### WHAT THIS TASK INVOLVES
Copies of all lines containing the string "Some" are needed from the data below.

### PROVIDED ENTRIES
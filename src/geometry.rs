use geo::algorithm::area::Area;
use geo::{Coord, LineString, MultiPolygon, Polygon};
use serde::Serialize;

use crate::types::{GridPoint, PointTree};

/// Grid area of one chunk (16 x 16 blocks).
pub const CHUNK_AREA: f64 = 256.0;

/// Boundary in the map widget's `[row, col]` order, nesting preserved.
#[derive(Debug, Clone, PartialEq, Serialize)]
#[serde(untagged)]
pub enum RenderPoints {
    Ring(Vec<[f64; 2]>),
    Group(Vec<RenderPoints>),
}

pub fn normalize_points(tree: &PointTree) -> RenderPoints {
    match tree {
        PointTree::Ring(points) => RenderPoints::Ring(points.iter().map(|p| [p.z, p.x]).collect()),
        PointTree::Group(children) => {
            RenderPoints::Group(children.iter().map(normalize_points).collect())
        }
    }
}

/// Unsigned area of a boundary in square grid units.
///
/// Groups are the plain sum of their parts; inner rings are not treated as
/// holes.
pub fn area(tree: &PointTree) -> f64 {
    match tree {
        PointTree::Ring(points) => ring_area(points),
        PointTree::Group(children) => children.iter().map(area).sum(),
    }
}

pub fn area_chunks(tree: &PointTree) -> f64 {
    area(tree) / CHUNK_AREA
}

/// Shoelace area of a single ring, closed implicitly. Fewer than three points
/// enclose nothing.
pub fn ring_area(points: &[GridPoint]) -> f64 {
    if points.len() < 3 {
        return 0.0;
    }
    polygon(points).unsigned_area()
}

/// Every ring of the tree in depth-first order.
pub fn rings(tree: &PointTree) -> Vec<&[GridPoint]> {
    fn walk<'a>(tree: &'a PointTree, out: &mut Vec<&'a [GridPoint]>) {
        match tree {
            PointTree::Ring(points) => out.push(points),
            PointTree::Group(children) => children.iter().for_each(|child| walk(child, out)),
        }
    }

    let mut out = Vec::new();
    walk(tree, &mut out);
    out
}

/// One polygon per ring, in `(x, z)` coordinates.
pub fn to_multi_polygon(tree: &PointTree) -> MultiPolygon<f64> {
    MultiPolygon::new(
        rings(tree)
            .into_iter()
            .filter(|ring| ring.len() >= 3)
            .map(polygon)
            .collect(),
    )
}

fn polygon(points: &[GridPoint]) -> Polygon<f64> {
    let exterior: LineString<f64> = points.iter().map(|p| Coord { x: p.x, y: p.z }).collect();
    Polygon::new(exterior, vec![])
}
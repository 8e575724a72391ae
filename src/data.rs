use anyhow::{anyhow, Context, Result};
use geojson::{Feature, FeatureCollection, Geometry, JsonObject, Value};
use std::fs::File;
use std::io::{BufReader, BufWriter, Write};
use std::path::Path;
use tracing::info;

use crate::config::OutputFormat;
use crate::geometry;
use crate::processing::ProcessedRecord;
use crate::types::{MarkerFeed, RawMarker};

pub fn load_markers(path: &Path, layer_id: &str) -> Result<Vec<RawMarker>> {
    info!("Loading markers from {:?}...", path);
    let file = File::open(path)
        .with_context(|| format!("Failed to open marker feed: {:?}", path))?;
    let markers = parse_feed(BufReader::new(file), layer_id)?;
    info!("Loaded {} markers", markers.len());
    Ok(markers)
}

pub fn parse_feed<R: std::io::Read>(reader: R, layer_id: &str) -> Result<Vec<RawMarker>> {
    let feed: MarkerFeed =
        serde_json::from_reader(reader).context("Failed to parse marker feed")?;
    feed.into_markers(layer_id)
        .ok_or_else(|| anyhow!("Marker layer '{}' not found in feed", layer_id))
}

pub fn write_records(path: &Path, format: OutputFormat, records: &[ProcessedRecord]) -> Result<()> {
    let file = File::create(path)
        .with_context(|| format!("Failed to create output file: {:?}", path))?;
    let mut writer = BufWriter::new(file);

    match format {
        OutputFormat::Json => serde_json::to_writer(&mut writer, records)
            .context("Failed to write records")?,
        OutputFormat::Geojson => serde_json::to_writer(&mut writer, &to_feature_collection(records)?)
            .context("Failed to write GeoJSON")?,
    }
    writer.flush()?;

    info!("Wrote {} records to {:?}", records.len(), path);
    Ok(())
}

/// One feature per town: a MultiPolygon in raw `[x, z]` grid coordinates,
/// with the record itself (minus points) as properties.
pub fn to_feature_collection(records: &[ProcessedRecord]) -> Result<FeatureCollection> {
    let features = records
        .iter()
        .map(to_feature)
        .collect::<Result<Vec<_>>>()?;

    Ok(FeatureCollection {
        bbox: None,
        features,
        foreign_members: None,
    })
}

fn to_feature(record: &ProcessedRecord) -> Result<Feature> {
    let polygons = geometry::rings(&record.boundary)
        .into_iter()
        .filter(|ring| ring.len() >= 3)
        .map(|ring| {
            let mut positions: Vec<Vec<f64>> = ring.iter().map(|p| vec![p.x, p.z]).collect();
            if positions.first() != positions.last() {
                positions.push(positions[0].clone());
            }
            vec![positions]
        })
        .collect();

    let properties = match serde_json::to_value(record)? {
        serde_json::Value::Object(mut map) => {
            map.remove("points");
            map
        }
        _ => JsonObject::new(),
    };

    Ok(Feature {
        bbox: None,
        geometry: Some(Geometry::new(Value::MultiPolygon(polygons))),
        id: None,
        properties: Some(properties),
        foreign_members: None,
    })
}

### ANSWER BELOW
        geometry: Some(Geometry::new(Value::MultiPolygon(polygons))),
        properties: Some(properties),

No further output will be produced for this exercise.